Annona paludosa is a species of flowering plant in the family Annonaceae. It is a shrub native to northern Bolivia, northern and central Brazil, French Guiana, and Suriname. Jean Baptiste Christophore Fusée Aublet, the French pharmacist and botanist who first formally described the species, named it after its swampy (paludosus in Latin) habitat.

==Description==
It is a bush reaching 1.2-1.5 meters in height. Its branches have numerous light brown lenticels. Its oblong, membranous leaves are 16-20 by 6-7.5 centimeters and come to a point at their tip. The mature leaves are hairless on their green upper surface, but have woolly rust colored hairs on their reddish lower surfaces. The leaves have 18-20 secondary veins emanating from each side of their midribs. Its petioles are 5 by 3 millimeters, densely covered in woolly hairs, and have a groove on their upper surface. Its flowers are on 10-15 millimeter long peduncles that occur alone or in pairs. The peduncles are covered in woolly hairs and have a bracteole at their base and midpoint. Its sepals are united to form a calyx with 3 triangular lobes that are 10 by 10 millimeters and come to a tapering point.

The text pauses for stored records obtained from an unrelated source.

//! Export of the result file to other formats.
//!
//! - **csv**: `key,value` header then one row per result, quoted as needed
//! - **markdown**: one `## key` section per result

use std::fmt::Write as _;
use std::path::Path;
use std::str::FromStr;

use tracing::info;

use super::results::read_results;
use crate::error::ExportError;
use crate::scheduler::TaskResult;

/// Supported export formats.
#[derive(Debug, Clone, Copy, PartialEq, Eq)]
pub enum ExportFormat {
    Csv,
    Markdown,
}

impl ExportFormat {
    /// Conventional file extension for the format.
    pub fn extension(&self) -> &'static str {
        match self {
            ExportFormat::Csv => "csv",
            ExportFormat::Markdown => "md",
        }
    }
}

impl FromStr for ExportFormat {
    type Err = ExportError;

    fn from_str(s: &str) -> Result<Self, Self::Err> {
        match s.trim().to_ascii_lowercase().as_str() {
            "csv" => Ok(ExportFormat::Csv),
            "md" | "markdown" => Ok(ExportFormat::Markdown),
            other => Err(ExportError::UnknownFormat(other.to_string())),
        }
    }
}

/// Renders results as CSV.
pub fn to_csv(results: &[TaskResult]) -> Result<String, ExportError> {
    let mut writer = csv::Writer::from_writer(Vec::new());
    for result in results {
        writer.serialize(result)?;
    }
    writer.flush()?;
    let bytes = writer
        .into_inner()
        .map_err(|e| ExportError::Io(e.into_error()))?;
    Ok(String::from_utf8_lossy(&bytes).into_owned())
}

/// Renders results as a Markdown document.
pub fn to_markdown(results: &[TaskResult]) -> String {
    let mut out = String::from("# Results\n");
    for result in results {
        // Writing to a String cannot fail.
        let _ = write!(out, "\n## {}\n\n{}\n", result.key, result.value.trim_end());
    }
    out
}

/// Reads the result file at `input` and writes it to `output` in `format`.
///
/// Returns the number of exported results.
pub async fn export_results(
    input: &Path,
    output: &Path,
    format: ExportFormat,
) -> Result<usize, ExportError> {
    let results = read_results(input).await?;

    let rendered = match format {
        ExportFormat::Csv => to_csv(&results)?,
        ExportFormat::Markdown => to_markdown(&results),
    };

    if let Some(parent) = output.parent().filter(|p| !p.as_os_str().is_empty()) {
        tokio::fs::create_dir_all(parent).await?;
    }
    tokio::fs::write(output, rendered).await?;

    info!(
        input = %input.display(),
        output = %output.display(),
        format = format.extension(),
        results = results.len(),
        "Results exported"
    );
    Ok(results.len())
}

The outer surfaces of the sepals are covered in rust-colored woolly hairs. Its flowers have 6 petals arranged in two rows of 3. The thick, oval, outer petals have margins that touch but are not united. The outer petals are 15-18 by 15 millimeters, have a central ridge, and are covered in fine gray woolly hairs. The thinner inner petals are 14-15 by 6 millimeters and alternate with the outer petals. The inner petals are concave and covered on both surfaces with fine gray woolly hairs. Its flowers have numerous stamens that are 2.8-3 millimeters long. The velvety tissue connecting the lobes of anthers forms a cap on top of the stamens. Its flowers have numerous carpels. Its mature, oval, yellow fruit are 6 by 4 centimeters and covered in fleshy, pointed projections. Its broad, smooth, oval seeds are 8 by 4 millimeters with a prominent caruncle at their base.

===Reproductive biology===
The pollen of Annona paludosa is shed as permanent tetrads.

===Habitat and distribution===
It grows in marshy meadows.

===Uses===
It was reported by the American agronomist and botanist Edward Lewis Sturtevant in 1919 to have edible, juicy, yellow fruit.